Activity:
Wherever "tree" appears in the records below, copy the line that holds it.
[Exercise material — start]
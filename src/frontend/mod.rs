//! The frontend module contains everything that is concerned with tokenizing and parsing the input string.
//!
//! # Lexer
//! Firstly the lexer is responsible for converting the input string into a vector of tokens which
//! are defined in the token module.
//! ### Example
//! ```rust
//! use sdot::frontend::lexer::Lexer;
//! let tokens_or_err = Lexer::new("(+ 1 2)").tokenize();
//! ```
//! `tokenize` either returns an error or a vector containing all tokens.
//!
//! # Parser
//! The parser module is responsible for consuming the token stream and turning it into the AST
//! (abstract syntax tree).
//! ### Example
//! ```rust
//! use sdot::frontend::{lexer::Lexer, parser::Parser};
//! let tokens = Lexer::new("(+ 1 2)").tokenize().unwrap();
//! let ast_or_err = Parser::new(tokens).parse();
//! ```
//! Again, the parser returns either an error informing the user of a parse error or the parse
//! result which is an instance of `frontend::ast::Exp`.
//!
//! # Visualization
//! The visualize module rebuilds a parsed AST as a uniform labeled tree and serializes it in the
//! Graphviz DOT language, so the structure of an expression can be rendered as a diagram.
//! ### Example
//! ```rust
//! use sdot::frontend::visualize::source_to_dot;
//! let dot = source_to_dot("(define x 4)").unwrap();
//! assert!(dot.starts_with("digraph"));
//! ```

pub mod ast;
pub mod lexer;
pub mod parser;
pub mod token;
pub mod utils;
pub mod visualize;
//! The lexer struct is responsible for tokenizing the source code so that it can be used by the parser to create the AST.
//!
//! The lexer handles all atomic datatypes of the Scheme dialect (numbers, strings, `#t`/`#f`) as
//! well as parentheses, the quotation mark `'`, the pair dot and comments which are marked with ';'.
//! All that is following after ';' on the same line is discarded and ignored so that only a line
//! break ends a comment. Furthermore the lexer provides some usefull error messages like
//! recognizing a missing closing '"' when entering a string or a missing number after the dot when
//! entering a floating point number e.g. '1.'.
//!
//! Example:
//! ```rust
//! use sdot::frontend::lexer::Lexer;
//! let tokens_or_err = Lexer::new("(+ 1 2)").tokenize();
//! ```
//! `tokenize` either returns an error or a vector containing all tokens.

use std::{collections::VecDeque, iter::Peekable, str::Chars};

use super::{
    token::{Token, Type},
    utils::Position,
};
use crate::error::SdotError::{self, SyntaxError};
use crate::T;

/// Characters besides alphanumeric ones that may appear in an identifier. Scheme
/// identifiers cover the operator names, so `+` or `string=?` lex as identifiers.
const IDENT_SPECIALS: &str = "+-*/<>=!?_&";

fn is_identifier_char(c: &char) -> bool {
    c.is_alphanumeric() || IDENT_SPECIALS.contains(*c)
}

/// The lexer struct is responsible for the tokeniziation of the source code.
pub struct Lexer<'a> {
    /// Contains the source code. Used for 'cutting' out lexemes for the tokens.
    source: &'a str,
    /// Peekable iterator over all characters of the source string.
    chars: Peekable<Chars<'a>>,
    /// Vector where all the tokens are saved.
    tokens: VecDeque<Token<'a>>,
    /// The current relative position in the source code in repespect to the
    /// current line i.e. that the column is reset once a line break occurs.
    token_pos: Position,
    /// The current absolute starting position of a token.
    start_idx: usize,
    /// The current absolute position in the source code.
    current_idx: usize,
}

/// The lexer either returns a token or an error which will be propagated to
/// the user informing about an error.
type LexerResult<'a> = Result<Token<'a>, SdotError>;

impl<'a> Lexer<'a> {
    /// Create a new instance of `Lexer`
    pub fn new(source: &'a str) -> Self {
        Self {
            source,
            chars: source.chars().peekable(),
            tokens: VecDeque::new(),
            token_pos: Position::new(1, 1, 0),
            start_idx: 0,
            current_idx: 0,
        }
    }

    /// Tokenize the source string into a vector of tokens.
    pub fn tokenize(&mut self) -> Result<VecDeque<Token<'a>>, SdotError> {
        while !self.is_at_end() {
            self.start_idx = self.current_idx;
            let token = self.next_token()?;
            if token.typ != Type::Whitespace {
                self.tokens.push_back(token);
            }
            self.token_pos.start_column = self.token_pos.end_column + 1;
        }
        // Add end of file token at the end.
        self.start_idx = self.current_idx;
        self.tokens.push_back(Token::new(
            T![eof],
            Position::new(
                self.token_pos.line,
                self.start_idx as u32,
                self.current_idx as u32,
            ),
            "EOF",
        ));
        Ok(self.tokens.clone())
    }

    /// Return the next token.
    fn next_token(&mut self) -> LexerResult<'a> {
        match self.advance() {
            Some('(') => self.new_token(T!['(']),
            Some(')') => self.new_token(T![')']),
            Some('\'') => self.new_token(T!['\'']),
            Some('.') => self.new_token(T![.]),
            // A ';' discloses a comment reaching up to the next line break.
            Some(';') => {
                self.advance_while(&|x| x != &'\n');
                self.new_token(Type::Whitespace)
            }

            Some(' ') | Some('\t') | Some('\r') => self.new_token(Type::Whitespace), // Whitespaces will be discarded
            Some('\n') => {
                self.token_pos.next_line();
                self.new_token(Type::Whitespace)
            }
            Some('\"') => self.string(),
            Some('#') => self.boolean(),
            // A '-' directly followed by a digit starts a negative number,
            // otherwise it is just an ordinary identifier character.
            Some('-') => match self.chars.peek() {
                Some(c) if c.is_digit(10) => self.number(),
                _ => self.identifier(),
            },
            // Literals, keywords, identifiers
            Some(c) => {
                if c.is_digit(10) {
                    self.number()
                } else if is_identifier_char(&c) {
                    self.identifier()
                } else {
                    Err(SyntaxError {
                        pos: self.token_pos,
                        msg: "Invalid keyword/identifier.".to_string(),
                    })
                }
            }
            _ => Err(SyntaxError {
                pos: self.token_pos,
                msg: "Invalid input.".to_string(),
            }),
        }
    }

    //-------
    // HELPER
    //-------

    /// Extracts a substring from the source string starting at `start_index` and ending at `current_index`.
    fn get_substr_from_current_range(&self) -> &'a str {
        &self.source[self.start_idx..self.current_idx]
    }

    /// Convenience function for creating new `Token`s easily.
    fn new_token(&self, typ: Type) -> LexerResult<'a> {
        Ok(Token::new_non_literal(
            typ,
            self.token_pos,
            self.source,
            self.start_idx..self.current_idx,
        ))
    }

    /// Consume the current iterator and return the char it pointed at.
    /// If the iterator reached the end `None` will be returned.
    fn advance(&mut self) -> Option<char> {
        self.token_pos.next_column();
        self.current_idx += 1;
        self.chars.next()
    }

    /// Only advance the iterator if the next character is the expected one.
    fn advance_if(&mut self, predicate: &dyn Fn(&char) -> bool) -> Option<char> {
        match self.chars.peek() {
            Some(c) if predicate(c) => self.advance(),
            _ => None,
        }
    }

    /// Consumes all iterators while a given predicate is fullfilled.
    ///
    /// ## Example
    /// advance_while(&mut self, &|c| c.is_alphabetic());
    fn advance_while(&mut self, predicate: &dyn Fn(&char) -> bool) {
        loop {
            match self.chars.peek() {
                Some(c) if !predicate(c) => break,
                Some(c) => {
                    if c == &'\n' {
                        self.token_pos.next_line();
                    }
                    self.advance();
                }
                None => break,
            }
        }
    }

    /// Check if the char iterator has reached the end.
    fn is_at_end(&mut self) -> bool {
        self.chars.peek() == None
    }

    //---------
    // Literals
    //---------

    /// Tokenize a number literal.
    fn number(&mut self) -> LexerResult<'a> {
        self.advance_while(&|c| c.is_digit(10));
        if self.chars.peek() == Some(&'.') {
            self.advance();
            if let Some(num) = self.chars.peek() {
                if !num.is_digit(10) {
                    return Err(SyntaxError {
                        pos: self.token_pos,
                        msg: "Expected floating point number.".to_string(),
                    });
                }
            } else {
                return Err(SyntaxError {
                    pos: self.token_pos,
                    msg: "Expected floating point number.".to_string(),
                });
            }
            self.advance_while(&|c| c.is_digit(10))
        }
        let val: f64 = self.source[self.start_idx..self.current_idx]
            .parse()
            .unwrap();
        Ok(Token::new(
            Type::Number(val),
            self.token_pos,
            &self.get_substr_from_current_range(),
        ))
    }

    /// Tokenize a string literal
    fn string(&mut self) -> LexerResult<'a> {
        // Advance until closing `"` is found or the iterator reaches the end in which case an
        // error is returned.
        while !self.is_at_end() && self.chars.peek() != Some(&'\"') {
            self.advance();
        }
        if self.is_at_end() {
            return Err(SyntaxError {
                pos: self.token_pos,
                msg: "missing closing \".".to_string(),
            });
        }
        // Advance over "
        self.advance();

        let val = self.source[self.start_idx + 1..self.current_idx - 1].to_string();
        Ok(Token::new(
            Type::Str(val),
            self.token_pos,
            &self.get_substr_from_current_range(),
        ))
    }

    /// Tokenize a boolean literal, i.e. `#t` or `#f`.
    fn boolean(&mut self) -> LexerResult<'a> {
        match self.advance() {
            Some('t') => self.new_token(Type::Boolean(true)),
            Some('f') => self.new_token(Type::Boolean(false)),
            _ => Err(SyntaxError {
                pos: self.token_pos,
                msg: "Expected #t or #f.".to_string(),
            }),
        }
    }

    //----------------------
    // Identifier & keywords
    //----------------------

    /// Checks whether the following character stream is a known keyword. If not it has to be an identifier.
    fn identifier(&mut self) -> LexerResult<'a> {
        self.advance_while(&is_identifier_char);
        let substr = self.get_substr_from_current_range();
        // If it's not a known keyword it has to be an identifier
        let typ = Token::get_keyword(substr).unwrap_or(Type::Identifier);
        self.new_token(typ)
    }
}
[Exercise material — finish]
Written solution:
//! (abstract syntax tree).
//! The visualize module rebuilds a parsed AST as a uniform labeled tree and serializes it in the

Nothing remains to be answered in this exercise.